Eurostar Group is a holding company founded by SNCF Voyageurs, Caisse de dépôt et placement du Québec, SNCB, and Federated Hermes Infrastructure in 2022. It aims at merging the operations of Thalys and Eurostar high-speed rail services between France, United Kingdom, Belgium, Netherlands, and Germany.

History 
In September 2019, Eurostar and Thalys shareholders introduced a plan to merge the two companies, a project named Green Speed. Both companies already operate in France, Belgium, and the Netherlands, with Eurostar also operating in the United Kingdom, and Thalys also operating in Germany, and SNCF already owns a majority stake in both of them. The project aims at reducing costs, and at providing a more seamless experience to passengers, with the use of a single ticketing system and loyalty program.
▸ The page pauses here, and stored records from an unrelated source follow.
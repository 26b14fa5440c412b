//! Client for the external SOW-generation API.
//!
//! The API receives the contract type and the names of the selected proposal
//! documents and answers with one of three shapes:
//!
//! * `{docx_content, filename}`: a base64-encoded DOCX to store locally
//! * `{sow_file}`: the name of a DOCX the service already wrote into the
//!   shared `generated_sows` folder
//! * `{sow_text}`: Markdown only, no document
//!
//! `cot_text` (the model's reasoning trace) may accompany any of them.

use std::time::Duration;

use reqwest::header::AUTHORIZATION;
use serde::{Deserialize, Serialize};
use tracing::{debug, info, warn};

use crate::error::SowError;

/// Largest slice of an error body kept in [`SowError::ApiStatus`].
const MAX_ERROR_BODY: usize = 2000;

/// Request body sent to the SOW API.
#[derive(Debug, Clone, Serialize)]
pub struct SowApiRequest<'a> {
    pub contract_type: &'a str,
    pub filenames: &'a [String],
}

/// Raw response body. Every field is optional; [`SowApiResponse::payload`]
/// decides which shape was returned.
#[derive(Debug, Clone, Default, Deserialize)]
pub struct SowApiResponse {
    #[serde(default)]
    pub docx_content: Option<String>,
    #[serde(default)]
    pub filename: Option<String>,
    #[serde(default)]
    pub sow_file: Option<String>,
    #[serde(default)]
    pub sow_text: Option<String>,
    #[serde(default)]
    pub cot_text: Option<String>,
}

/// The usable part of a [`SowApiResponse`].
#[derive(Debug, Clone, PartialEq, Eq)]
pub enum SowPayload<'a> {
    Docx {
        base64: &'a str,
        filename: &'a str,
    },
    ExistingFile(&'a str),
    TextOnly(&'a str),
}

impl SowApiResponse {
    /// Pick the response shape, preferring an inline DOCX over a file
    /// reference over bare text. Empty strings count as absent.
    pub fn payload(&self) -> Result<SowPayload<'_>, SowError> {
        fn present(v: &Option<String>) -> Option<&str> {
            v.as_deref().filter(|s| !s.trim().is_empty())
        }

        if let (Some(base64), Some(filename)) =
            (present(&self.docx_content), present(&self.filename))
        {
            return Ok(SowPayload::Docx { base64, filename });
        }
        if let Some(file) = present(&self.sow_file) {
            return Ok(SowPayload::ExistingFile(file));
        }
        if let Some(text) = present(&self.sow_text) {
            return Ok(SowPayload::TextOnly(text));
        }
        Err(SowError::InvalidApiResponse(
            "missing docx_content or filename".to_string(),
        ))
    }

    /// Reasoning trace, if the service sent a non-empty one.
    pub fn cot(&self) -> Option<&str> {
        self.cot_text.as_deref().filter(|s| !s.trim().is_empty())
    }
}

/// HTTP client bound to one SOW API endpoint.
#[derive(Clone)]
pub struct SowApiClient {
    http: reqwest::Client,
    endpoint: String,
    api_key: Option<String>,
    timeout: Duration,
}

impl std::fmt::Debug for SowApiClient {
    fn fmt(&self, f: &mut std::fmt::Formatter<'_>) -> std::fmt::Result {
        f.debug_struct("SowApiClient")
            .field("endpoint", &self.endpoint)
            .field("api_key", &self.api_key.as_ref().map(|_| "<redacted>"))
            .field("timeout", &self.timeout)
            .finish()
    }
}

impl SowApiClient {
    pub fn new(
        endpoint: impl Into<String>,
        api_key: Option<String>,
        timeout: Duration,
    ) -> Result<Self, SowError> {
        let http = reqwest::Client::builder()
            .timeout(timeout)
            .build()
            .map_err(|e| SowError::Internal(format!("Failed to build HTTP client: {e}")))?;
        Ok(Self {
            http,
            endpoint: endpoint.into(),
            api_key: api_key.filter(|k| !k.is_empty()),
            timeout,
        })
    }

    pub fn endpoint(&self) -> &str {
        &self.endpoint
    }

    /// Ask the service to generate a SOW.
    pub async fn request_sow(
        &self,
        contract_type: &str,
        filenames: &[String],
    ) -> Result<SowApiResponse, SowError> {
        info!("Calling SOW API: {}", self.endpoint);
        debug!(contract_type, documents = filenames.len(), "SOW API request");

        let mut request = self.http.post(&self.endpoint).json(&SowApiRequest {
            contract_type,
            filenames,
        });
        if let Some(key) = &self.api_key {
            request = request.header(AUTHORIZATION, format!("Bearer {key}"));
        }

        let response = request.send().await.map_err(|e| {
            if e.is_timeout() {
                SowError::ApiRequest(format!(
                    "request timed out after {}s",
                    self.timeout.as_secs()
                ))
            } else {
                SowError::ApiRequest(e.to_string())
            }
        })?;

        let status = response.status();
        if !status.is_success() {
            let mut body = response.text().await.unwrap_or_default();
            if body.len() > MAX_ERROR_BODY {
                let cut = (0..=MAX_ERROR_BODY)
                    .rev()
                    .find(|i| body.is_char_boundary(*i))
                    .unwrap_or(0);
                body.truncate(cut);
            }
            warn!("SOW API error: {} {}", status.as_u16(), body);
            return Err(SowError::ApiStatus {
                status: status.as_u16(),
                reason: status.canonical_reason().unwrap_or("").to_string(),
                body,
            });
        }

        let parsed: SowApiResponse = response
            .json()
            .await
            .map_err(|e| SowError::InvalidApiResponse(format!("body is not valid JSON: {e}")))?;

        debug!(
            has_docx_content = parsed.docx_content.is_some(),
            filename = parsed.filename.as_deref().unwrap_or(""),
            has_sow_text = parsed.sow_text.is_some(),
            "SOW API response received"
        );
        Ok(parsed)
    }
}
After being delayed by COVID-19 pandemic, the project resumes in October 2021. It is announced that both services would be operated under the Eurostar brand, the Thalys brand being dropped, with current Eurostar service being renamed Eurostar Blue, and existing Thalys service Eurostar Red.

European Commission approved the merger project on 29 March 2022.

In April 2022, the new holding company, Eurostar Group, was established in Belgium. It is owned by the previous shareholders of Eurostar and Thalys, with SNCF retaining its majority stake.

Criticism 
The European Passengers’ Federation believes that the merger will give the new company a monopoly position of the market they serve, and lead to higher ticket prices for passengers.